Hi,
I have encountered unexpected large disk images when exporting DESeqDataSet (subclass of SummarizedExperiment) objects using the save function. The size of the exported file is much larger than expected, which is a problem for large experiments. In the following example, a test object is created and exported. For comparison, also the actual count values (a matrix of integers) are extracted and saved.
In order to test compression, all count values are set to zero and the corresponding object and count matrix are exported once again.
The DESeqDataSet disk image (about 10MB) is much larger than the expected size (about 4MB) and the counts seem not to be compressed by means of the save function. In comparison, the exported count matrix is highly compressed (1.3 MB and 0.03 MB for zero count values). See the following code
library(DESeq2)
# DESeq2_1.6.3
# create example data set
dds <- makeExampleDESeqDataSet(n=10000, m=100)
# size should be about 4 MB (10000 x 100 x 4 Bytes (integers))
print(object.size(dds@assays$data@listData$counts))
# 4000200 bytes
# extract counts for comparison
countMat <- counts(dds)
# set counts to zero to test compression
zeroDds <- dds; counts(zeroDds)[] <- 0L
zeroCountMat <- counts(zeroDds)
# save to disk
save(dds, file="dds.RData")
save(countMat, file="countMat.RData")
save(zeroCountMat, file="zeroCountMat.RData")
save(zeroDds, file="zeroDds.RData")
# report file size
for(f in c("dds.RData", "zeroDds.RData", "countMat.RData", "zeroCountMat.RData"))

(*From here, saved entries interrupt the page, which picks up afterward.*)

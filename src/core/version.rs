//! Build metadata generated by the build script

include!(concat!(env!("OUT_DIR"), "/version.rs"));

/// Build time string from the build script (UTC)
pub fn build_time() -> &'static str {
    BUILD_TIME
}

/// Short git hash captured by the build script
pub fn git_hash() -> &'static str {
    GIT_HASH
}

/// Target triple the binary was compiled for
pub fn build_target() -> &'static str {
    BUILD_TARGET
}

/// One-line banner for the startup log
pub fn banner() -> String {
    format!(
        "{} {} for {} (built {}, commit {})",
        env!("CARGO_PKG_NAME"),
        env!("CARGO_PKG_VERSION"),
        build_target(),
        build_time(),
        git_hash()
    )
}
use chrono::Utc;
use std::env;
use std::fs::{metadata, File};
use std::io::Write;
use std::path::Path;

fn main() {
    let out_dir = env::var_os("OUT_DIR").unwrap();
    let dest_path = Path::new(&out_dir).join("version.rs");
    let manifest_dir = env::var("CARGO_MANIFEST_DIR").unwrap();
    let cargo_toml_path = Path::new(&manifest_dir).join("Cargo.toml");

    // Check if version.rs exists and if Cargo.toml is newer
    let should_regenerate = if dest_path.exists() {
        let version_rs_modified = metadata(&dest_path).unwrap().modified().unwrap();
        let cargo_toml_modified = metadata(&cargo_toml_path).unwrap().modified().unwrap();
        cargo_toml_modified > version_rs_modified
    } else {
        true
    };

    if !should_regenerate {
        return;
    }

    let mut f = File::create(&dest_path).unwrap();

    let build_target = env::var("TARGET").unwrap_or_else(|_| "unknown".to_string());
    let build_time = Utc::now().format("%Y-%m-%d %H:%M:%S UTC").to_string();
    let git_hash = std::process::Command::new("git")
        .args(["rev-parse", "--short", "HEAD"])
        .output()
        .ok()
        .and_then(|output| {
            if output.status.success() {
                String::from_utf8(output.stdout).ok()
            } else {
                None
            }
        })
        .map(|s| s.trim().to_string())
        .unwrap_or_else(|| "unknown".to_string());

    #[allow(clippy::uninlined_format_args)]
    writeln!(
        &mut f,
        r###"pub const BUILD_TARGET: &str = "{}";
pub const BUILD_TIME: &str = "{}";
pub const GIT_HASH: &str = "{}";"###,
        build_target, build_time, git_hash
    )
    .unwrap();

    println!("cargo:rerun-if-changed=build.rs");
    println!("cargo:rerun-if-changed=Cargo.toml");
    println!("cargo:rerun-if-changed=.git/HEAD");
}
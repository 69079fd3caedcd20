//! Public API for the message bus
//!
//! External modules should import from here rather than directly from the
//! internal modules. See the module documentation for the overall design.

// Queue engine
pub use crate::bus::queue::{Queue, QueueOptions, QueueStats};

// Elements and ownership
pub use crate::bus::element::{Element, Outgoing, Ownership, QueueState};

// Wake-ups
pub use crate::bus::listener::{WaitOutcome, WakeHandle};

// Fanout
pub use crate::bus::publisher::{publish, publish_with_report, Destinations, PublishReport};

// Startup rendezvous
pub use crate::bus::barrier::Rendezvous;

// Typed payloads
pub use crate::bus::typed::{TypedConsumer, TypedElement};

// Error handling
pub use crate::bus::error::{BusError, BusResult};
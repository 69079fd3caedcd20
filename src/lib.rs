//! Inter-thread publish/subscribe bus for a telemetry node
//!
//! Worker threads exchange messages through bounded per-worker queues. See
//! [`bus`] for the queue engine and fanout, and [`worker`] for the message
//! loop and node assembly.

pub mod app;
pub mod bus;
pub mod core;
pub mod worker;
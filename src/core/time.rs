//! Time provider abstraction and transmit-jitter helpers

#[cfg(test)]
use std::sync::{Arc, Mutex};
use std::time::{Duration, Instant, SystemTime, UNIX_EPOCH};

/// Abstraction over system time for testable time-dependent logic
pub trait TimeProvider: Send + Sync {
    /// Get the current monotonic time (for scheduling)
    fn now(&self) -> Instant;

    /// Get the current system time (for timestamps)
    fn system_time(&self) -> SystemTime;
}

/// Production time provider using actual system time
#[derive(Debug, Default, Clone)]
pub struct SystemTimeProvider;

impl TimeProvider for SystemTimeProvider {
    fn now(&self) -> Instant {
        Instant::now()
    }

    fn system_time(&self) -> SystemTime {
        SystemTime::now()
    }
}

/// Uniform random delay in `1..=max` whole milliseconds.
///
/// Returns zero when `max` is below one millisecond.
pub fn jitter(max: Duration) -> Duration {
    let max_ms = u64::try_from(max.as_millis()).unwrap_or(u64::MAX);
    if max_ms == 0 {
        return Duration::ZERO;
    }
    Duration::from_millis(fastrand::u64(1..=max_ms))
}

/// Microseconds since the Unix epoch, saturating at zero for earlier times
pub fn epoch_micros(time: SystemTime) -> u64 {
    time.duration_since(UNIX_EPOCH)
        .map(|d| u64::try_from(d.as_micros()).unwrap_or(u64::MAX))
        .unwrap_or(0)
}

/// Mock time provider for deterministic testing
#[derive(Clone)]
#[cfg(test)]
pub struct MockTimeProvider {
    current_instant: Arc<Mutex<Instant>>,
    current_system_time: Arc<Mutex<SystemTime>>,
}

#[cfg(test)]
impl MockTimeProvider {
    pub fn new() -> Self {
        Self {
            current_instant: Arc::new(Mutex::new(Instant::now())),
            current_system_time: Arc::new(Mutex::new(SystemTime::now())),
        }
    }

    /// Advance both monotonic and system time by the given duration
    pub fn advance_time(&self, duration: Duration) {
        {
            let mut instant = self.current_instant.lock().unwrap();
            *instant += duration;
        }
        {
            let mut system_time = self.current_system_time.lock().unwrap();
            *system_time += duration;
        }
    }

    /// Set the current system time (for timestamps)
    pub fn set_system_time(&self, system_time: SystemTime) {
        let mut current = self.current_system_time.lock().unwrap();
        *current = system_time;
    }
}

#[cfg(test)]
impl TimeProvider for MockTimeProvider {
    fn now(&self) -> Instant {
        *self.current_instant.lock().unwrap()
    }

    fn system_time(&self) -> SystemTime {
        *self.current_system_time.lock().unwrap()
    }
}
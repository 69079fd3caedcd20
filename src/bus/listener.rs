//! Wake-up handles and per-queue listener registry
//!
//! Every worker owns one [`WakeHandle`]. Registering it on a queue means each
//! successful push to that queue wakes the worker's timed wait. The handle
//! latches a pending flag under its own mutex, so a notification that lands
//! while the worker is busy draining is not lost.

use std::sync::atomic::{AtomicU64, Ordering};
use std::sync::{Arc, Condvar, Mutex, PoisonError};
use std::time::{Duration, Instant};

/// Result of a timed wait on a [`WakeHandle`]
#[derive(Debug, Clone, Copy, PartialEq, Eq)]
pub enum WaitOutcome {
    Notified,
    TimedOut,
}

#[derive(Debug, Default)]
struct WakeSignal {
    pending: Mutex<bool>,
    cond: Condvar,
    notified: AtomicU64,
}

/// Shareable wake-up condition belonging to one worker
#[derive(Debug, Clone, Default)]
pub struct WakeHandle {
    signal: Arc<WakeSignal>,
}

impl WakeHandle {
    pub fn new() -> Self {
        Self::default()
    }

    /// Mark data as pending and wake every thread waiting on this handle
    pub fn notify(&self) {
        {
            let mut pending = self
                .signal
                .pending
                .lock()
                .unwrap_or_else(PoisonError::into_inner);
            *pending = true;
        }
        self.signal.notified.fetch_add(1, Ordering::Relaxed);
        self.signal.cond.notify_all();
    }

    /// Total notifications delivered to this handle since creation
    pub fn notifications(&self) -> u64 {
        self.signal.notified.load(Ordering::Relaxed)
    }

    /// Block until notified or until `deadline` passes.
    ///
    /// Spurious wakeups go back to sleep against the same absolute deadline.
    /// A pending notification is consumed by the call that observes it.
    pub fn wait_until(&self, deadline: Instant) -> WaitOutcome {
        let mut pending = self
            .signal
            .pending
            .lock()
            .unwrap_or_else(PoisonError::into_inner);

        loop {
            if *pending {
                *pending = false;
                return WaitOutcome::Notified;
            }

            let now = Instant::now();
            if now >= deadline {
                return WaitOutcome::TimedOut;
            }

            let (guard, _) = self
                .signal
                .cond
                .wait_timeout(pending, deadline - now)
                .unwrap_or_else(PoisonError::into_inner);
            pending = guard;
        }
    }

    /// Convenience wrapper computing the deadline from now
    pub fn wait_timeout(&self, timeout: Duration) -> WaitOutcome {
        self.wait_until(Instant::now() + timeout)
    }

    /// Whether a notification is waiting to be consumed
    pub fn is_pending(&self) -> bool {
        *self
            .signal
            .pending
            .lock()
            .unwrap_or_else(PoisonError::into_inner)
    }

    /// Identity comparison: two handles are the same listener when they share a signal
    pub fn same_as(&self, other: &WakeHandle) -> bool {
        Arc::ptr_eq(&self.signal, &other.signal)
    }
}

/// Listener registry owned by a queue, guarded separately from the queue state
#[derive(Debug, Default)]
pub(crate) struct ListenerSet {
    handles: Mutex<Vec<WakeHandle>>,
}

impl ListenerSet {
    /// Register a handle. Returns false when it was already registered.
    pub(crate) fn add(&self, handle: &WakeHandle) -> bool {
        let mut handles = self.handles.lock().unwrap_or_else(PoisonError::into_inner);
        if handles.iter().any(|existing| existing.same_as(handle)) {
            return false;
        }
        handles.push(handle.clone());
        true
    }

    pub(crate) fn notify_all(&self) {
        let handles = self.handles.lock().unwrap_or_else(PoisonError::into_inner);
        for handle in handles.iter() {
            handle.notify();
        }
    }

    pub(crate) fn len(&self) -> usize {
        self.handles
            .lock()
            .unwrap_or_else(PoisonError::into_inner)
            .len()
    }
}

#[cfg(test)]
mod tests {
    use super::*;
    use std::thread;

    #[test]
    fn test_wait_times_out_without_notification() {
        let handle = WakeHandle::new();
        let started = Instant::now();

        let outcome = handle.wait_timeout(Duration::from_millis(20));

        assert_eq!(outcome, WaitOutcome::TimedOut);
        assert!(started.elapsed() >= Duration::from_millis(20));
    }

    #[test]
    fn test_notification_before_wait_is_latched() {
        let handle = WakeHandle::new();
        handle.notify();
        assert!(handle.is_pending());

        assert_eq!(
            handle.wait_timeout(Duration::from_secs(5)),
            WaitOutcome::Notified
        );
        // Consumed by the first wait
        assert!(!handle.is_pending());
        assert_eq!(
            handle.wait_timeout(Duration::from_millis(5)),
            WaitOutcome::TimedOut
        );
    }

    #[test]
    fn test_notify_wakes_waiting_thread() {
        let handle = WakeHandle::new();
        let waiter = handle.clone();

        let join = thread::spawn(move || waiter.wait_timeout(Duration::from_secs(5)));
        thread::sleep(Duration::from_millis(20));
        handle.notify();

        assert_eq!(join.join().unwrap(), WaitOutcome::Notified);
    }

    #[test]
    fn test_listener_set_is_idempotent() {
        let set = ListenerSet::default();
        let a = WakeHandle::new();
        let b = WakeHandle::new();

        assert!(set.add(&a));
        assert!(!set.add(&a));
        assert!(!set.add(&a.clone()));
        assert!(set.add(&b));
        assert_eq!(set.len(), 2);
    }
}
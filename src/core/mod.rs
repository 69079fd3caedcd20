//! Core services and infrastructure

pub mod logging;
pub mod shutdown;
pub mod sync;
pub mod time;
pub mod version;
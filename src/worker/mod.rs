//! Worker threads and node assembly
//!
//! A worker is one OS thread running the generic message loop over its own
//! queue. The node wires workers together through fanout subscriptions and
//! releases them all at once through the startup rendezvous.

pub mod behaviour;
pub mod context;
pub mod error;
pub mod message_loop;
pub mod node;
pub mod registry;
pub mod schedule;
pub mod stats;

pub use behaviour::{
    CanFrame, DemoBehaviour, DemoMessage, FrameSource, FrameStats, FrameTally, WorkerBehaviour,
};
pub use context::{LoopSettings, WorkerContext, DEFAULT_INITIAL_DELAY, DEFAULT_WAIT_TIMEOUT};
pub use error::{WorkerError, WorkerResult};
pub use message_loop::{run, run_once, LoopOutcome, LoopPhase};
pub use node::{Node, NodeBuilder, WorkerReport};
pub use registry::WorkerRegistry;
pub use schedule::TxSchedule;
pub use stats::{StatsSnapshot, WorkerStats};

#[cfg(test)]
mod tests;
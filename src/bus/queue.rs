//! Bounded FIFO queue with listener wake-ups and overrun accounting
//!
//! Each queue is owned by one worker but may be pushed to by any number of
//! producers. The element storage is a `VecDeque` sized to the capacity up
//! front, protected by a single mutex. Listeners live behind a second mutex
//! that is only taken after the state lock has been released.

use crate::bus::element::{Element, Outgoing, Ownership, QueueState};
use crate::bus::error::{BusError, BusResult};
use crate::bus::listener::{ListenerSet, WakeHandle};
use crate::core::sync::{handle_mutex_poison, handle_try_lock};
use std::collections::{TryReserveError, VecDeque};
use std::sync::{Condvar, Mutex, MutexGuard, PoisonError};

/// Lock acquisition policy for a queue
#[derive(Debug, Clone, Copy, PartialEq, Eq, Default)]
pub struct QueueOptions {
    /// Every push/pop uses a try-lock and fails fast instead of sleeping,
    /// and a full queue rejects pushes rather than waiting for space
    pub non_blocking: bool,
}

impl QueueOptions {
    pub fn blocking() -> Self {
        Self {
            non_blocking: false,
        }
    }

    pub fn non_blocking() -> Self {
        Self { non_blocking: true }
    }
}

/// Counters and occupancy of a queue, read under its lock
#[derive(Debug, Clone, Copy, PartialEq, Eq, Default)]
pub struct QueueStats {
    /// Elements accepted by push
    pub pushed: u64,
    /// Elements handed out by pop
    pub popped: u64,
    /// Pushes rejected with data loss (full or allocation failure)
    pub dropped: u64,
    /// Current number of queued elements
    pub len: usize,
    pub capacity: usize,
}

#[derive(Debug)]
struct QueueInner {
    elements: VecDeque<Element>,
    full: bool,
    overrun: bool,
    closed: bool,
    pushed: u64,
    popped: u64,
    dropped: u64,
}

/// A named, bounded, multi-producer queue of [`Element`]s
#[derive(Debug)]
pub struct Queue {
    name: String,
    capacity: usize,
    options: QueueOptions,
    inner: Mutex<QueueInner>,
    not_full: Condvar,
    listeners: ListenerSet,
}

impl Queue {
    /// Create a queue holding at most `capacity` elements
    pub fn new(name: impl Into<String>, capacity: usize, options: QueueOptions) -> BusResult<Self> {
        let name = name.into();
        if capacity == 0 {
            return Err(BusError::InvalidCapacity { queue: name });
        }

        Ok(Self {
            name,
            capacity,
            options,
            inner: Mutex::new(QueueInner {
                elements: VecDeque::with_capacity(capacity),
                full: false,
                overrun: false,
                closed: false,
                pushed: 0,
                popped: 0,
                dropped: 0,
            }),
            not_full: Condvar::new(),
            listeners: ListenerSet::default(),
        })
    }

    pub fn name(&self) -> &str {
        &self.name
    }

    pub fn capacity(&self) -> usize {
        self.capacity
    }

    pub fn options(&self) -> QueueOptions {
        self.options
    }

    /// Append a payload at the tail, then wake every registered listener.
    ///
    /// A blocking queue waits for space when full. A non-blocking queue
    /// returns [`BusError::WouldBlock`] if its lock is contended and
    /// [`BusError::Full`] (setting the overrun indicator) if it has no room.
    /// Once the queue is closed every push, including one already waiting
    /// for space, returns [`BusError::Closed`].
    pub fn push(&self, message: Outgoing<'_>) -> BusResult<()> {
        self.push_with(message, copy_payload)
    }

    fn push_with(
        &self,
        message: Outgoing<'_>,
        copy: impl FnOnce(&[u8]) -> Result<Vec<u8>, TryReserveError>,
    ) -> BusResult<()> {
        let mut inner = self.acquire()?;

        loop {
            if inner.closed {
                return Err(BusError::Closed {
                    queue: self.name.clone(),
                });
            }
            if inner.elements.len() < self.capacity {
                break;
            }
            if self.options.non_blocking {
                inner.overrun = true;
                inner.dropped += 1;
                return Err(BusError::Full {
                    queue: self.name.clone(),
                    capacity: self.capacity,
                });
            }
            inner = handle_mutex_poison(self.not_full.wait(inner), |message| {
                BusError::Poisoned { message }
            })?;
        }

        let (payload, ownership) = message.into_parts();
        let payload = match ownership {
            Ownership::CopyOnPublish => match copy(&payload) {
                Ok(owned) => owned,
                Err(_) => {
                    inner.overrun = true;
                    inner.dropped += 1;
                    return Err(BusError::NoMemory {
                        queue: self.name.clone(),
                        requested: payload.len(),
                    });
                }
            },
            Ownership::FreeOnPop => payload.into_owned(),
        };

        inner.elements.push_back(Element::new(payload, ownership));
        inner.pushed += 1;
        if inner.elements.len() >= self.capacity {
            inner.full = true;
        }
        drop(inner);

        self.listeners.notify_all();
        Ok(())
    }

    /// Remove the head element, or `Ok(None)` when the queue is empty.
    ///
    /// A successful pop clears the full and overrun indicators; the returned
    /// element reports whether an overrun had been recorded.
    pub fn pop(&self) -> BusResult<Option<Element>> {
        let mut inner = self.acquire()?;

        let Some(element) = inner.elements.pop_front() else {
            return Ok(None);
        };

        let queue_state = if inner.overrun {
            QueueState::Overrun
        } else {
            QueueState::Clear
        };
        inner.overrun = false;
        inner.full = false;
        inner.popped += 1;
        drop(inner);

        self.not_full.notify_one();
        Ok(Some(element.with_queue_state(queue_state)))
    }

    /// Refuse further pushes and release producers blocked waiting for space.
    ///
    /// Queued elements stay poppable. Closing twice has no further effect.
    pub fn close(&self) {
        let mut inner = self.inspect();
        if inner.closed {
            return;
        }
        inner.closed = true;
        drop(inner);

        log::debug!("queue '{}' closed", self.name);
        self.not_full.notify_all();
        self.listeners.notify_all();
    }

    pub fn is_closed(&self) -> bool {
        self.inspect().closed
    }

    /// Register a wake-up handle. Returns false if it was already registered.
    pub fn add_listener(&self, handle: &WakeHandle) -> bool {
        self.listeners.add(handle)
    }

    pub fn listener_count(&self) -> usize {
        self.listeners.len()
    }

    pub fn len(&self) -> usize {
        self.inspect().elements.len()
    }

    pub fn is_empty(&self) -> bool {
        self.len() == 0
    }

    /// True while the last push filled the queue and no pop has happened since
    pub fn is_full(&self) -> bool {
        self.inspect().full
    }

    /// True while a dropped push has not yet been followed by a pop
    pub fn is_overrun(&self) -> bool {
        self.inspect().overrun
    }

    pub fn stats(&self) -> QueueStats {
        let inner = self.inspect();
        QueueStats {
            pushed: inner.pushed,
            popped: inner.popped,
            dropped: inner.dropped,
            len: inner.elements.len(),
            capacity: self.capacity,
        }
    }

    fn acquire(&self) -> BusResult<MutexGuard<'_, QueueInner>> {
        if self.options.non_blocking {
            handle_try_lock(
                self.inner.try_lock(),
                || BusError::WouldBlock {
                    queue: self.name.clone(),
                },
                |message| BusError::Poisoned { message },
            )
        } else {
            handle_mutex_poison(self.inner.lock(), |message| BusError::Poisoned {
                message,
            })
        }
    }

    // Always blocks and tolerates poisoning; used for snapshots and close
    fn inspect(&self) -> MutexGuard<'_, QueueInner> {
        self.inner.lock().unwrap_or_else(PoisonError::into_inner)
    }
}

fn copy_payload(payload: &[u8]) -> Result<Vec<u8>, TryReserveError> {
    let mut copy = Vec::new();
    copy.try_reserve_exact(payload.len())?;
    copy.extend_from_slice(payload);
    Ok(copy)
}
//! Merge-tag substitution.
//!
//! Templates carry `{{tag}}` placeholders. Built-in tags are `email`,
//! `name`, and `tracking_id`; anything else is looked up in the
//! recipient's merge fields. Unknown tags render empty, and an unterminated
//! opening brace is passed through literally.

use herald_store::Recipient;

/// Substitute merge tags in `template` with the recipient's values.
#[must_use]
pub fn render(template: &str, recipient: &Recipient) -> String {
    let mut out = String::with_capacity(template.len());
    let mut rest = template;

    while let Some(start) = rest.find("{{") {
        out.push_str(&rest[..start]);
        let after = &rest[start + 2..];

        if let Some(end) = after.find("}}") {
            out.push_str(lookup(recipient, after[..end].trim()));
            rest = &after[end + 2..];
        } else {
            // No closing braces; keep the remainder as-is.
            out.push_str(&rest[start..]);
            return out;
        }
    }

    out.push_str(rest);
    out
}

fn lookup<'a>(recipient: &'a Recipient, tag: &str) -> &'a str {
    match tag {
        "email" => &recipient.email,
        "name" => recipient.name.as_deref().unwrap_or(""),
        "tracking_id" => &recipient.tracking_id,
        _ => recipient
            .merge_fields
            .get(tag)
            .map_or("", String::as_str),
    }
}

cat(f, ": ", file.info(f)$size / 2^20, " MB\n", sep="")
# dds.RData: 10.47201 MB
# zeroDds.RData: 10.50408 MB
# countMat.RData: 1.269134 MB
# zeroCountMat.RData: 0.02977085 MB
Maybe, there is somewhere a conversion to double?
Thanks for answers

The large size comes from the 'design' slot
owd = setwd(tempdir()) sort(sapply(slotNames(dds), function(nm) { x = slot(dds, nm); save(x, file=nm); file.size(nm) })) setwd(owd) ## dispersionFunction exptData colData ## 79 168 316 ## rowData assays design ## 206618 1316594 10771848which I think captures the global environment(!).